Friday, July 24, 2009

Does your child get enough sleep? (We know you probably don't!)

Few parents expect to get much sleep for the first year or so of their childrens' lives. In fact, once you become a parent (whether through birth, adoption, or marriage), the phrase "a good night's sleep" takes on a totally different meaning.

As our kids get older, we assume that they're getting plenty of sleep. But how much sleep do they really need? And what happens if they don't get it?

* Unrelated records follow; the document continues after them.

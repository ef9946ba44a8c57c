//! The per-object rule evaluation loop.
//!
//! One object walks its run's graph in dependency order. Faults raised while
//! a single rule evaluates are caught here and become an `Error` outcome for
//! that (rule, object) pair only; the rest of the run continues.

use tracing::debug;

use ruleguard_types::{RuleOutcome, RuleOutcomeReason, RuleRecord, TargetObject};

use crate::error::EvaluateError;
use crate::expr::ExpressionContext;
use crate::run::{Run, RuleBlock};

/// Evaluate every rule in the run against one target object.
///
/// Records come back in graph execution order, one per rule.
pub fn evaluate(run: &Run, object: &TargetObject) -> Vec<RuleRecord> {
    let graph = run.graph();
    let mut state = graph.new_state();
    let mut records = Vec::with_capacity(graph.len());

    let mut walk = graph.walk(&mut state);
    while let Some(step) = walk.next() {
        let record = if step.skipped {
            record_with(
                run,
                step.item,
                object,
                RuleOutcome::None,
                RuleOutcomeReason::DependencyFail,
            )
        } else {
            let record = match evaluate_rule(run, step.item, object) {
                Ok(record) => record,
                Err(fault) => {
                    debug!(rule = %step.item.id, error = %fault, "rule evaluation fault");
                    let mut record = record_with(
                        run,
                        step.item,
                        object,
                        RuleOutcome::Error,
                        RuleOutcomeReason::Processed,
                    );
                    record.error = Some(fault.to_string());
                    record
                }
            };
            // Error finalizes as fail so dependents do not run on bad input.
            if record.is_success() {
                walk.pass(step.index);
            } else {
                walk.fail(step.index);
            }
            record
        };
        records.push(record);
    }
    records
}

/// Evaluate one rule against one object.
///
/// Order: suppression, type precondition, `with` selectors, `where`
/// sub-selector, then the rule condition itself.
pub fn evaluate_rule(
    run: &Run,
    rule: &RuleBlock,
    object: &TargetObject,
) -> Result<RuleRecord, EvaluateError> {
    for group in run.suppressions() {
        if !group.applies_to(&rule.id) {
            continue;
        }
        let mut ctx = ExpressionContext::new();
        if group.condition.evaluate(&mut ctx, object)? == Some(true) {
            debug!(rule = %rule.id, group = %group.id, "rule suppressed");
            return Ok(record_with(
                run,
                rule,
                object,
                RuleOutcome::None,
                RuleOutcomeReason::None,
            ));
        }
    }

    if !rule.type_of.is_empty()
        && !rule
            .type_of
            .iter()
            .any(|t| t.eq_ignore_ascii_case(&object.type_name))
    {
        return Ok(record_with(
            run,
            rule,
            object,
            RuleOutcome::None,
            RuleOutcomeReason::PreconditionFail,
        ));
    }

    if !rule.with.is_empty() {
        let mut matched = false;
        for selector in &rule.with {
            let mut ctx = ExpressionContext::new();
            if selector.condition.evaluate(&mut ctx, object)? == Some(true) {
                matched = true;
                break;
            }
        }
        if !matched {
            return Ok(record_with(
                run,
                rule,
                object,
                RuleOutcome::None,
                RuleOutcomeReason::PreconditionFail,
            ));
        }
    }

    if let Some(where_if) = &rule.where_if {
        let mut ctx = ExpressionContext::new();
        if where_if.evaluate(&mut ctx, object)? != Some(true) {
            return Ok(record_with(
                run,
                rule,
                object,
                RuleOutcome::None,
                RuleOutcomeReason::PreconditionFail,
            ));
        }
    }

    let mut ctx = ExpressionContext::new();
    let mut record = match rule.condition.evaluate(&mut ctx, object)? {
        Some(true) => record_with(run, rule, object, RuleOutcome::Pass, RuleOutcomeReason::Processed),
        Some(false) => record_with(run, rule, object, RuleOutcome::Fail, RuleOutcomeReason::Processed),
        None => record_with(
            run,
            rule,
            object,
            RuleOutcome::None,
            RuleOutcomeReason::Inconclusive,
        ),
    };
    if record.outcome == RuleOutcome::Fail {
        record.reason = ctx.take_reasons();
    }
    Ok(record)
}

fn record_with(
    run: &Run,
    rule: &RuleBlock,
    object: &TargetObject,
    outcome: RuleOutcome,
    outcome_reason: RuleOutcomeReason,
) -> RuleRecord {
    RuleRecord {
        rule_id: rule.id.clone(),
        rule_name: rule.id.name().to_string(),
        target_name: object.name.clone(),
        target_type: object.type_name.clone(),
        outcome,
        outcome_reason,
        default_level: rule.default_level,
        level: run.effective_level(rule),
        reason: Vec::new(),
        tag: rule.tags.clone(),
        error: None,
    }
}

#[cfg(test)]
mod tests {
    use super::*;
    use crate::cache::ResourceCache;
    use std::collections::BTreeMap;
    use crate::run::{RunBuilder, RunOptions};
    use crate::test_support::{rule, selector, suppression_group};
    use ruleguard_types::SeverityLevel;
    use serde_json::json;

    fn run_with(resources: Vec<crate::resource::Resource>) -> Run {
        let mut cache = ResourceCache::new();
        for r in resources {
            cache.insert(r).unwrap();
        }
        RunBuilder::new(&cache, RunOptions::default()).build().unwrap()
    }

    fn object(value: serde_json::Value) -> TargetObject {
        TargetObject::json("obj", "Object", value)
    }

    fn outcome_of<'a>(records: &'a [RuleRecord], name: &str) -> &'a RuleRecord {
        records
            .iter()
            .find(|r| r.rule_name == name)
            .expect("record for rule")
    }

    #[test]
    fn pass_and_fail_outcomes() {
        let run = run_with(vec![
            rule("m/HasX").condition(json!({ "field": "x", "exists": true })).build(),
        ]);

        let records = evaluate(&run, &object(json!({ "x": 1 })));
        assert_eq!(records[0].outcome, RuleOutcome::Pass);
        assert_eq!(records[0].outcome_reason, RuleOutcomeReason::Processed);
        assert!(records[0].reason.is_empty());

        let records = evaluate(&run, &object(json!({})));
        assert_eq!(records[0].outcome, RuleOutcome::Fail);
        assert_eq!(records[0].reason, ["Path 'x' does not exist."]);
    }

    #[test]
    fn dependency_failure_skips_dependent_condition() {
        let run = run_with(vec![
            rule("m/A").condition(json!({ "field": "x", "exists": true })).build(),
            rule("m/B")
                .condition(json!({ "field": "y", "equals": 1 }))
                .depends_on(&["m/A"])
                .build(),
        ]);

        let records = evaluate(&run, &object(json!({ "x": 1, "y": 1 })));
        assert_eq!(outcome_of(&records, "A").outcome, RuleOutcome::Pass);
        assert_eq!(outcome_of(&records, "B").outcome, RuleOutcome::Pass);

        let records = evaluate(&run, &object(json!({ "y": 1 })));
        assert_eq!(outcome_of(&records, "A").outcome, RuleOutcome::Fail);
        let b = outcome_of(&records, "B");
        assert_eq!(b.outcome, RuleOutcome::None);
        assert_eq!(b.outcome_reason, RuleOutcomeReason::DependencyFail);
    }

    #[test]
    fn type_precondition_yields_none() {
        let run = run_with(vec![
            rule("m/A")
                .condition(json!({ "field": "x", "exists": true }))
                .type_of(&["App.Service"])
                .build(),
        ]);

        let records = evaluate(&run, &object(json!({ "x": 1 })));
        assert_eq!(records[0].outcome, RuleOutcome::None);
        assert_eq!(records[0].outcome_reason, RuleOutcomeReason::PreconditionFail);

        let service = TargetObject::json("svc", "app.service", json!({ "x": 1 }));
        let records = evaluate(&run, &service);
        assert_eq!(records[0].outcome, RuleOutcome::Pass);
    }

    #[test]
    fn with_selector_gates_evaluation() {
        let run = run_with(vec![
            selector("m/IsService", json!({ "field": "kind", "equals": "service" })),
            rule("m/A")
                .condition(json!({ "field": "x", "exists": true }))
                .with_selector("m/IsService")
                .build(),
        ]);

        let records = evaluate(&run, &object(json!({ "kind": "service", "x": 1 })));
        assert_eq!(records[0].outcome, RuleOutcome::Pass);

        let records = evaluate(&run, &object(json!({ "kind": "job", "x": 1 })));
        assert_eq!(records[0].outcome, RuleOutcome::None);
        assert_eq!(records[0].outcome_reason, RuleOutcomeReason::PreconditionFail);
    }

    #[test]
    fn where_precondition_gates_evaluation() {
        let run = run_with(vec![
            rule("m/A")
                .condition(json!({ "field": "x", "exists": true }))
                .where_if(json!({ "field": "env", "equals": "prod" }))
                .build(),
        ]);

        let records = evaluate(&run, &object(json!({ "env": "dev", "x": 1 })));
        assert_eq!(records[0].outcome, RuleOutcome::None);

        let records = evaluate(&run, &object(json!({ "env": "prod" })));
        assert_eq!(records[0].outcome, RuleOutcome::Fail);
    }

    #[test]
    fn evaluation_fault_is_isolated_to_one_record() {
        let run = run_with(vec![
            rule("m/Bad").condition(json!({ "field": "Count", "greater": 3 })).build(),
            rule("m/Good").condition(json!({ "field": "x", "exists": true })).build(),
        ]);

        let records = evaluate(&run, &object(json!({ "Count": "abc", "x": 1 })));
        let bad = outcome_of(&records, "Bad");
        assert_eq!(bad.outcome, RuleOutcome::Error);
        assert!(bad.error.as_deref().unwrap().contains("Count"));
        assert_eq!(outcome_of(&records, "Good").outcome, RuleOutcome::Pass);
    }

    #[test]
    fn error_outcome_fails_dependents() {
        let run = run_with(vec![
            rule("m/Bad").condition(json!({ "field": "Count", "greater": 3 })).build(),
            rule("m/Dep")
                .condition(json!({ "field": "x", "exists": true }))
                .depends_on(&["m/Bad"])
                .build(),
        ]);

        let records = evaluate(&run, &object(json!({ "Count": "abc", "x": 1 })));
        let dep = outcome_of(&records, "Dep");
        assert_eq!(dep.outcome, RuleOutcome::None);
        assert_eq!(dep.outcome_reason, RuleOutcomeReason::DependencyFail);
    }

    #[test]
    fn precondition_none_does_not_fail_dependents() {
        let run = run_with(vec![
            rule("m/A")
                .condition(json!({ "field": "x", "exists": true }))
                .type_of(&["App.Service"])
                .build(),
            rule("m/B")
                .condition(json!({ "field": "x", "exists": true }))
                .depends_on(&["m/A"])
                .build(),
        ]);

        let records = evaluate(&run, &object(json!({ "x": 1 })));
        assert_eq!(outcome_of(&records, "A").outcome, RuleOutcome::None);
        assert_eq!(outcome_of(&records, "B").outcome, RuleOutcome::Pass);
    }

    #[test]
    fn suppression_group_suppresses_listed_rules() {
        let run = run_with(vec![
            rule("m/A").condition(json!({ "field": "x", "exists": true })).build(),
            rule("m/B").condition(json!({ "field": "x", "exists": true })).build(),
            suppression_group(
                "m/IgnoreLegacy",
                &["A"],
                json!({ "field": "legacy", "equals": true }),
            ),
        ]);

        let records = evaluate(&run, &object(json!({ "legacy": true })));
        let a = outcome_of(&records, "A");
        assert_eq!(a.outcome, RuleOutcome::None);
        assert_eq!(a.outcome_reason, RuleOutcomeReason::None);
        assert_eq!(outcome_of(&records, "B").outcome, RuleOutcome::Fail);

        let records = evaluate(&run, &object(json!({ "legacy": false })));
        assert_eq!(outcome_of(&records, "A").outcome, RuleOutcome::Fail);
    }

    #[test]
    fn severity_override_reports_both_levels() {
        let mut cache = ResourceCache::new();
        cache
            .insert(rule("m/A").condition(json!({ "field": "x", "exists": true })).build())
            .unwrap();
        let mut level_overrides = BTreeMap::new();
        level_overrides.insert("m/A".to_string(), SeverityLevel::Warning);
        let run = RunBuilder::new(&cache, RunOptions { level_overrides, ..RunOptions::default() })
            .build()
            .unwrap();

        let records = evaluate(&run, &object(json!({})));
        assert_eq!(records[0].default_level, SeverityLevel::Error);
        assert_eq!(records[0].level, SeverityLevel::Warning);
    }

    #[test]
    fn runs_are_shareable_across_workers() {
        fn assert_send_sync<T: Send + Sync>() {}
        assert_send_sync::<Run>();
        assert_send_sync::<TargetObject>();
    }

    #[test]
    fn evaluation_is_idempotent() {
        let run = run_with(vec![
            rule("m/A").condition(json!({ "field": "x", "equals": "y" })).build(),
        ]);
        let obj = object(json!({ "x": "z" }));
        let first = evaluate(&run, &obj);
        let second = evaluate(&run, &obj);
        assert_eq!(first, second);
    }
}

I'm tackling those questions over at Child Caring.

According to the National Sleep Foundation, children age 5 to 12 need about 10 hours of sleep within a 24-hour period. (Preschoolers should get 11 to 13, toddlers need 12 to 14, and babies need even more.)

"Sleep-deprived kids are unable to learn," Cornell psychology professor James B. Maas, Ph.D., a leading sleep researcher and author of Power Sleep, points out at "Memory, concentration, communication skills as well as critical and creative thinking are all adversely affected."

A child who is not getting enough sleep may not appear to be tired. According to the National Sleep Foundation, "when sleep is poor, children won't necessarily look sleepy during the day. Sometimes they have ADHD (attention deficit hyperactivity disorder) symptoms: inattention, hyperactivity and impulsiveness. They need to create a stimulating environment to keep themselves awake, because they need to stay awake to learn. They will do anything to change their environment, including displaying aggressive behavior."

What can you do about it? Start by establishing a bedtime routine at an early age. If both parents work outside the home, it can be tempting to let a little kid stay up later in order to get some play time with Daddy or Mommy but, unless your preschooler is taking a really long nap during the day, staying up late does her more harm than good.

What's the bedtime routine like at your house? Are your kids getting enough sleep?